The Court of Claims Act §§ 10 and 11 specifically address service and filing of "claims." The Act does not provide procedures for amended claims but the Uniform Rules for the Court of Claims (22 NYCRR) § 206.7 (b) states that "[p]leadings may be amended in the manner provided by CPLR 3025." Since both the Act and the Uniform Rules are silent on the method of service of an amended claim, § 206.1 of the Uniform Rules (22 NYCRR) directs that the CPLR shall govern. CPLR Rule 2103 (b) provides that "[e]xcept where otherwise prescribed by law or order of court, papers to be served upon a party in a pending action shall be served upon the party's attorney" by regular mail, in addition to other options.

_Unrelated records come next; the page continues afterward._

//! Route definitions for the `/auth` resource.

use axum::routing::post;
use axum::Router;

use crate::handlers::auth;
use crate::state::AppState;

/// Routes mounted at `/auth`.
///
/// ```text
/// POST /register -> register
/// POST /login    -> login
/// ```
pub fn router() -> Router<AppState> {
    Router::new()
        .route("/register", post(auth::register))
        .route("/login", post(auth::login))
}
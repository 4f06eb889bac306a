//! Handlers for the `/auth` resource (register, login).

use axum::extract::State;
use axum::http::StatusCode;
use axum::Json;
use formcraft_core::error::CoreError;
use formcraft_core::schema::FieldErrors;
use formcraft_db::models::user::{CreateUser, User};
use formcraft_db::repositories::UserRepo;
use serde::Deserialize;
use validator::Validate;

use crate::auth::jwt::generate_token;
use crate::auth::password::{hash_password, verify_password};
use crate::error::{AppError, AppResult};
use crate::extract::AppJson;
use crate::response::{AuthPayload, Envelope};
use crate::state::AppState;

const INVALID_CREDENTIALS: &str = "Invalid email or password";

// ---------------------------------------------------------------------------
// Request types
// ---------------------------------------------------------------------------

/// Request body for `POST /auth/register`.
#[derive(Debug, Deserialize, Validate)]
pub struct RegisterRequest {
    #[validate(length(min = 3, max = 100, message = "Name must be between 3 and 100 characters"))]
    pub name: String,
    #[validate(email(message = "Invalid email address"))]
    pub email: String,
    #[validate(length(min = 8, message = "Password must be at least 8 characters"))]
    pub password: String,
    #[validate(length(min = 1, message = "Phone is required"))]
    pub phone: String,
    #[validate(length(min = 1, message = "Profession is required"))]
    pub profession: String,
}

impl RegisterRequest {
    /// Trim text fields and lower-case the email. The password is left as is.
    fn normalized(self) -> Self {
        Self {
            name: self.name.trim().to_string(),
            email: normalize_email(&self.email),
            password: self.password,
            phone: self.phone.trim().to_string(),
            profession: self.profession.trim().to_string(),
        }
    }
}

/// Request body for `POST /auth/login`.
#[derive(Debug, Deserialize, Validate)]
pub struct LoginRequest {
    #[validate(email(message = "Invalid email address"))]
    pub email: String,
    #[validate(length(min = 1, message = "Password is required"))]
    pub password: String,
}

pub fn normalize_email(email: &str) -> String {
    email.trim().to_lowercase()
}

fn check<T: Validate>(input: &T) -> AppResult<()> {
    input
        .validate()
        .map_err(|e| AppError::from(FieldErrors::from(e)))
}

// ---------------------------------------------------------------------------
// Handlers
// ---------------------------------------------------------------------------

/// POST /api/auth/register
pub async fn register(
    State(state): State<AppState>,
    AppJson(input): AppJson<RegisterRequest>,
) -> AppResult<(StatusCode, Json<Envelope<AuthPayload>>)> {
    let input = input.normalized();
    check(&input)?;

    if UserRepo::find_by_email(&state.pool, &input.email).await?.is_some() {
        return Err(AppError::Core(CoreError::Conflict(
            "Email is already in use".into(),
        )));
    }

    let password_hash = hash_password(&input.password)
        .map_err(|e| AppError::InternalError(format!("Password hashing error: {e}")))?;

    let user = UserRepo::create(
        &state.pool,
        &CreateUser {
            name: input.name,
            email: input.email,
            password_hash,
            phone: input.phone,
            profession: input.profession,
        },
    )
    .await?;

    tracing::info!(user_id = user.id, "User registered");

    let payload = auth_payload(&state, user)?;
    Ok((
        StatusCode::CREATED,
        Json(Envelope::with_message("User registered successfully", payload)),
    ))
}

/// POST /api/auth/login
///
/// Unknown email and wrong password produce the same 401.
pub async fn login(
    State(state): State<AppState>,
    AppJson(input): AppJson<LoginRequest>,
) -> AppResult<Json<Envelope<AuthPayload>>> {
    let email = normalize_email(&input.email);
    let input = LoginRequest { email, ..input };
    check(&input)?;

    let user = UserRepo::find_by_email(&state.pool, &input.email)
        .await?
        .ok_or_else(|| AppError::Core(CoreError::Unauthorized(INVALID_CREDENTIALS.into())))?;

    let valid = verify_password(&input.password, &user.password_hash)
        .map_err(|e| AppError::InternalError(format!("Password verification error: {e}")))?;
    if !valid {
        tracing::debug!(user_id = user.id, "Login rejected: wrong password");
        return Err(AppError::Core(CoreError::Unauthorized(INVALID_CREDENTIALS.into())));
    }

    let payload = auth_payload(&state, user)?;
    Ok(Json(Envelope::with_message("Login successful", payload)))
}

fn auth_payload(state: &AppState, user: User) -> AppResult<AuthPayload> {
    let token = generate_token(user.id, &state.config.jwt)
        .map_err(|e| AppError::InternalError(format!("Token generation error: {e}")))?;
    Ok(AuthPayload {
        token,
        user: user.into(),
    })
}
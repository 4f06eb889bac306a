//! Shared application router builder.
//!
//! [`build_app_router`] is used by both the binary and the integration
//! tests so they run the same middleware stack.

use std::time::Duration;

use axum::http::header::{AUTHORIZATION, CONTENT_TYPE};
use axum::http::{HeaderName, Method, StatusCode, Uri};
use axum::Router;
use tower_http::catch_panic::CatchPanicLayer;
use tower_http::cors::CorsLayer;
use tower_http::request_id::{MakeRequestUuid, PropagateRequestIdLayer, SetRequestIdLayer};
use tower_http::timeout::TimeoutLayer;
use tower_http::trace::{DefaultMakeSpan, DefaultOnResponse, TraceLayer};
use tracing::Level;

use crate::config::ServerConfig;
use crate::error::AppError;
use crate::routes;
use crate::state::AppState;

/// Build the full application [`Router`] with all middleware layers.
///
/// The middleware stack is applied bottom-up:
///
/// 1. CORS
/// 2. Set request ID on incoming requests
/// 3. Structured request/response tracing
/// 4. Propagate request ID to response
/// 5. Request timeout
/// 6. Panic recovery (catch panics, return 500)
pub fn build_app_router(state: AppState, config: &ServerConfig) -> Router {
    let cors = build_cors_layer(config);
    let request_id_header = HeaderName::from_static("x-request-id");

    Router::new()
        .merge(routes::health::router())
        .nest("/api", routes::api_routes())
        .fallback(unknown_route)
        .layer(CatchPanicLayer::new())
        .layer(TimeoutLayer::with_status_code(
            StatusCode::REQUEST_TIMEOUT,
            Duration::from_secs(config.request_timeout_secs),
        ))
        .layer(PropagateRequestIdLayer::new(request_id_header.clone()))
        .layer(
            TraceLayer::new_for_http()
                .make_span_with(DefaultMakeSpan::new().level(Level::INFO))
                .on_response(DefaultOnResponse::new().level(Level::INFO)),
        )
        .layer(SetRequestIdLayer::new(request_id_header, MakeRequestUuid))
        .layer(cors)
        .with_state(state)
}

/// Unmatched paths get the failure envelope instead of an empty 404.
async fn unknown_route(uri: Uri) -> AppError {
    AppError::UnknownRoute(uri.path().to_string())
}

/// Build the CORS layer from configuration.
///
/// Panics at startup if any configured origin is invalid.
pub fn build_cors_layer(config: &ServerConfig) -> CorsLayer {
    let origins: Vec<_> = config
        .cors_origins
        .iter()
        .map(|o| {
            o.parse()
                .unwrap_or_else(|e| panic!("Invalid CORS origin '{o}': {e}"))
        })
        .collect();

    CorsLayer::new()
        .allow_origin(origins)
        .allow_methods([Method::GET, Method::POST, Method::PUT, Method::DELETE])
        .allow_headers([CONTENT_TYPE, AUTHORIZATION])
        .expose_headers([HeaderName::from_static("x-request-id")])
        .allow_credentials(true)
        .max_age(Duration::from_secs(3600))
}
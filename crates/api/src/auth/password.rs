//! Argon2id password hashing and verification.
//!
//! Hashes are stored in PHC string format, so the salt and parameters
//! travel with the hash.

use argon2::password_hash::rand_core::OsRng;
use argon2::password_hash::{PasswordHash, PasswordHasher, PasswordVerifier, SaltString};
use argon2::Argon2;

/// Hash `password` with Argon2id and a fresh random salt.
pub fn hash_password(password: &str) -> Result<String, argon2::password_hash::Error> {
    let salt = SaltString::generate(&mut OsRng);
    let hash = Argon2::default().hash_password(password.as_bytes(), &salt)?;
    Ok(hash.to_string())
}

/// Check `password` against a stored PHC hash.
///
/// A mismatch is `Ok(false)`; `Err` means the stored hash is unreadable.
pub fn verify_password(password: &str, hash: &str) -> Result<bool, argon2::password_hash::Error> {
    let parsed = PasswordHash::new(hash)?;
    match Argon2::default().verify_password(password.as_bytes(), &parsed) {
        Ok(()) => Ok(true),
        Err(argon2::password_hash::Error::Password) => Ok(false),
        Err(e) => Err(e),
    }
}
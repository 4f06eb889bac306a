//! User entity model and DTOs.

use formcraft_core::types::{DbId, Timestamp};
use serde::{Deserialize, Serialize};
use sqlx::FromRow;

/// Full user row from the `users` table.
///
/// Contains the password hash. Use [`UserResponse`] for anything that
/// leaves the server.
#[derive(Debug, Clone, FromRow)]
pub struct User {
    pub id: DbId,
    pub name: String,
    pub email: String,
    pub password_hash: String,
    pub phone: String,
    pub profession: String,
    pub created_at: Timestamp,
    pub updated_at: Timestamp,
}

/// Safe user representation for API responses.
#[derive(Debug, Clone, PartialEq, Serialize, Deserialize)]
#[serde(rename_all = "camelCase")]
pub struct UserResponse {
    pub id: DbId,
    pub name: String,
    pub email: String,
    pub phone: String,
    pub profession: String,
    pub created_at: Timestamp,
}

impl From<User> for UserResponse {
    fn from(user: User) -> Self {
        Self {
            id: user.id,
            name: user.name,
            email: user.email,
            phone: user.phone,
            profession: user.profession,
            created_at: user.created_at,
        }
    }
}

/// DTO for inserting a user. The email must already be normalised.
#[derive(Debug)]
pub struct CreateUser {
    pub name: String,
    pub email: String,
    pub password_hash: String,
    pub phone: String,
    pub profession: String,
}
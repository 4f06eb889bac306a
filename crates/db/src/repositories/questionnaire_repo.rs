//! Repository for the `questionnaires` table.
//!
//! Every read and write takes the owner's id and filters on it, so a
//! record belonging to another user is indistinguishable from a missing one.

use formcraft_core::questionnaire::{Questionnaire, QuestionnairePatch};
use formcraft_core::types::DbId;
use sqlx::types::Json;
use sqlx::PgPool;

use crate::models::questionnaire::QuestionnaireRow;

const COLUMNS: &str = "id, user_id, title, description, questions, created_at, updated_at";

pub struct QuestionnaireRepo;

impl QuestionnaireRepo {
    pub async fn create(
        pool: &PgPool,
        user_id: DbId,
        document: &Questionnaire,
    ) -> Result<QuestionnaireRow, sqlx::Error> {
        let query = format!(
            "INSERT INTO questionnaires (user_id, title, description, questions)
             VALUES ($1, $2, NULLIF($3, ''), $4)
             RETURNING {COLUMNS}"
        );
        sqlx::query_as::<_, QuestionnaireRow>(&query)
            .bind(user_id)
            .bind(&document.title)
            .bind(&document.description)
            .bind(Json(&document.questions))
            .fetch_one(pool)
            .await
    }

    pub async fn find_by_id_for_owner(
        pool: &PgPool,
        id: DbId,
        user_id: DbId,
    ) -> Result<Option<QuestionnaireRow>, sqlx::Error> {
        let query = format!("SELECT {COLUMNS} FROM questionnaires WHERE id = $1 AND user_id = $2");
        sqlx::query_as::<_, QuestionnaireRow>(&query)
            .bind(id)
            .bind(user_id)
            .fetch_optional(pool)
            .await
    }

    /// All questionnaires of `user_id`, newest first.
    pub async fn list_by_owner(
        pool: &PgPool,
        user_id: DbId,
    ) -> Result<Vec<QuestionnaireRow>, sqlx::Error> {
        let query = format!(
            "SELECT {COLUMNS} FROM questionnaires
             WHERE user_id = $1
             ORDER BY created_at DESC, id DESC"
        );
        sqlx::query_as::<_, QuestionnaireRow>(&query)
            .bind(user_id)
            .fetch_all(pool)
            .await
    }

    /// Apply the present fields of `patch` and bump `updated_at`. An empty
    /// description is stored as NULL.
    ///
    /// Returns `None` if no row with `id` belongs to `user_id`.
    pub async fn update_for_owner(
        pool: &PgPool,
        id: DbId,
        user_id: DbId,
        patch: &QuestionnairePatch,
    ) -> Result<Option<QuestionnaireRow>, sqlx::Error> {
        let query = format!(
            "UPDATE questionnaires SET
                title = COALESCE($3, title),
                description = CASE WHEN $4::text IS NULL THEN description ELSE NULLIF($4, '') END,
                questions = COALESCE($5, questions),
                updated_at = NOW()
             WHERE id = $1 AND user_id = $2
             RETURNING {COLUMNS}"
        );
        sqlx::query_as::<_, QuestionnaireRow>(&query)
            .bind(id)
            .bind(user_id)
            .bind(&patch.title)
            .bind(&patch.description)
            .bind(patch.questions.as_ref().map(Json))
            .fetch_optional(pool)
            .await
    }

    /// Returns `true` if a row was deleted.
    pub async fn delete_for_owner(pool: &PgPool, id: DbId, user_id: DbId) -> Result<bool, sqlx::Error> {
        let result = sqlx::query("DELETE FROM questionnaires WHERE id = $1 AND user_id = $2")
            .bind(id)
            .bind(user_id)
            .execute(pool)
            .await?;
        Ok(result.rows_affected() > 0)
    }
}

The argument raised by the defendant is the Decision and Order that allowed the filing and service of the amended claim required service by certified mail. Although the Decision and Order directed service in accordance with the "mandates" of the Court of Claims Act, reference to the Act would not provide guidance to claimants because of the absence of specific provisions for an amended claim. On this issue, Rohany v State of New York (144 Misc 2d at 942-943), is persuasive. The cases cited by defendant all pertain to service of a claim following a motion to late file which would be governed by §§ 10 and 11 of the Court of Claims Act. Therefore, service of the amended claim by regular mail does not violate the court's order, the Act or the Uniform Rules and should be permitted.
In so ruling, the court is aware of orders in several other cases involving service of amended claims that either specifically allow service by regular mail (Nelson v The State of New York, UID No. 2013-048-112 [Ct Cl, Bruening, J., Sept. 17, 2013]; Rodriguez v State of New York, 153 Misc 2d 363 [Ct Cl 1992]) or give more specific direction to the claimant to serve by certified mail (Nicholson v The State of New York, UID No. 2013-010-009 [Ct Cl, Ruderman, J., Mar. 25, 2013]) ("serve and file the Amended Claim in accordance with the procedures for service and filing of a claim as set forth in the Court of Claims Act").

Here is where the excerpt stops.